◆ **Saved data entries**
----------

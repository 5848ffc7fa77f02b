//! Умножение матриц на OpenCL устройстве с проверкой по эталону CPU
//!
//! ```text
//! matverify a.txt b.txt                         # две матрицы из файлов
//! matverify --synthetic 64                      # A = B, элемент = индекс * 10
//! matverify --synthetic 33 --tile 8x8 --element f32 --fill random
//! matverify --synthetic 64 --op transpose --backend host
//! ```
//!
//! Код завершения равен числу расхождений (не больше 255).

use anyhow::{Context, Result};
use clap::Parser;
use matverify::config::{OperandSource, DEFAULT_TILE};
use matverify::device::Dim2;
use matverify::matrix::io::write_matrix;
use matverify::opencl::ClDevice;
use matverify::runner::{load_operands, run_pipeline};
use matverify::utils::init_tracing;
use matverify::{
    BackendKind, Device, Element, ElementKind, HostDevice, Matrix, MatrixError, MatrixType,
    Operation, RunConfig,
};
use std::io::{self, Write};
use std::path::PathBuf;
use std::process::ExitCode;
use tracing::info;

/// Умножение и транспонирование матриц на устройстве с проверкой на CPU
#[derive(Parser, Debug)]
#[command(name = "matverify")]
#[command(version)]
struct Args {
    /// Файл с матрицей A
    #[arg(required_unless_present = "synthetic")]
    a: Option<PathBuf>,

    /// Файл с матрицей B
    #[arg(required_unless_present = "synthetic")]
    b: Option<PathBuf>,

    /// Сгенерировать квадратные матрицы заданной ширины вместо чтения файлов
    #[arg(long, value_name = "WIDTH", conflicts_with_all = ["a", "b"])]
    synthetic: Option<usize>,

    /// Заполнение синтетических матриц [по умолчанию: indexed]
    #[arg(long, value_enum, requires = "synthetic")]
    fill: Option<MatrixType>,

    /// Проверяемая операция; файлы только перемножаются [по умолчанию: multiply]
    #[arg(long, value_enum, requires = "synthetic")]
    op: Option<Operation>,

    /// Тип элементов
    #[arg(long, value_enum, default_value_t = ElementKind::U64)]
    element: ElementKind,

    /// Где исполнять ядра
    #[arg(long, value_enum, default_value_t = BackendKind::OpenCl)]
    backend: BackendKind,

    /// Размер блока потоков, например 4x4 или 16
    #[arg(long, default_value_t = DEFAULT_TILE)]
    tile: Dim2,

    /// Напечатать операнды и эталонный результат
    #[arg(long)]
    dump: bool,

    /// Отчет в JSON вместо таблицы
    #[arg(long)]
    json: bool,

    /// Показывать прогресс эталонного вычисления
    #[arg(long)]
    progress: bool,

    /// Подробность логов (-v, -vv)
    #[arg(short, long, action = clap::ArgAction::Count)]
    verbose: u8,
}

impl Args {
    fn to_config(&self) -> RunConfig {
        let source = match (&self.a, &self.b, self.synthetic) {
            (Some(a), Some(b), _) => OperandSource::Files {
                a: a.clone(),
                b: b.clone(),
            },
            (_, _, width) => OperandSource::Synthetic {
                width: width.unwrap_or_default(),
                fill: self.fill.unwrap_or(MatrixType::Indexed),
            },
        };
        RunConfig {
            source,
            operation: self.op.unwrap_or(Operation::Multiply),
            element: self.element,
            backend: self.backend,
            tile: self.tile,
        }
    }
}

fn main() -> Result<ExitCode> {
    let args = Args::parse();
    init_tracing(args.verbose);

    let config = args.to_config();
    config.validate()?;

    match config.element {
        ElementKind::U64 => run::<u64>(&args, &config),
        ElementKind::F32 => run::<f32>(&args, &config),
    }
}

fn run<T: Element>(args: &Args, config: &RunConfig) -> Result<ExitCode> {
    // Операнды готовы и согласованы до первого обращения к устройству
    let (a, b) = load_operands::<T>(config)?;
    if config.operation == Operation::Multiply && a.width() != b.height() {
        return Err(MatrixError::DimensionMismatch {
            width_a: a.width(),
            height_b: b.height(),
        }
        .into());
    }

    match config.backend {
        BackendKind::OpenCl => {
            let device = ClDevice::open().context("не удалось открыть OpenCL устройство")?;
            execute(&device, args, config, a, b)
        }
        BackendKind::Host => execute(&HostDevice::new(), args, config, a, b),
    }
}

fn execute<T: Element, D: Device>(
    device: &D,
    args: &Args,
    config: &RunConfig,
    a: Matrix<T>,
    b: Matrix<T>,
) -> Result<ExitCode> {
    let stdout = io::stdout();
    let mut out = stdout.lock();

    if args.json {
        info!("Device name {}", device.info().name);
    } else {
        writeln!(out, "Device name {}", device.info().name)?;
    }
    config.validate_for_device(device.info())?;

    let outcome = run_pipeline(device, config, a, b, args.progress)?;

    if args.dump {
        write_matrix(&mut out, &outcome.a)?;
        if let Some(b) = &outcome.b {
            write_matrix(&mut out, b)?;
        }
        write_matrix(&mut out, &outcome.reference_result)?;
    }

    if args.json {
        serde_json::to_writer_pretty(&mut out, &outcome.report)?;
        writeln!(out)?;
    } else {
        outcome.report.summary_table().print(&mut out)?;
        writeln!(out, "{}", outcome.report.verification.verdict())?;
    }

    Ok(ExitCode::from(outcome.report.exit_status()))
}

----------

◆ **YOUR GOAL**
Return the entries above unchanged, starting at the first line and stopping after the line with "use clap::Parser;".

◆ **THE COMPLETED TASK**
repository 5848ffc7fa77f02b
//! Умножение матриц на OpenCL устройстве с проверкой по эталону CPU
//!
//! ```text
//! matverify a.txt b.txt                         # две матрицы из файлов
//! matverify --synthetic 64                      # A = B, элемент = индекс * 10
//! matverify --synthetic 33 --tile 8x8 --element f32 --fill random
//! matverify --synthetic 64 --op transpose --backend host
//! ```
//!
//! Код завершения равен числу расхождений (не больше 255).

use anyhow::{Context, Result};
use clap::Parser;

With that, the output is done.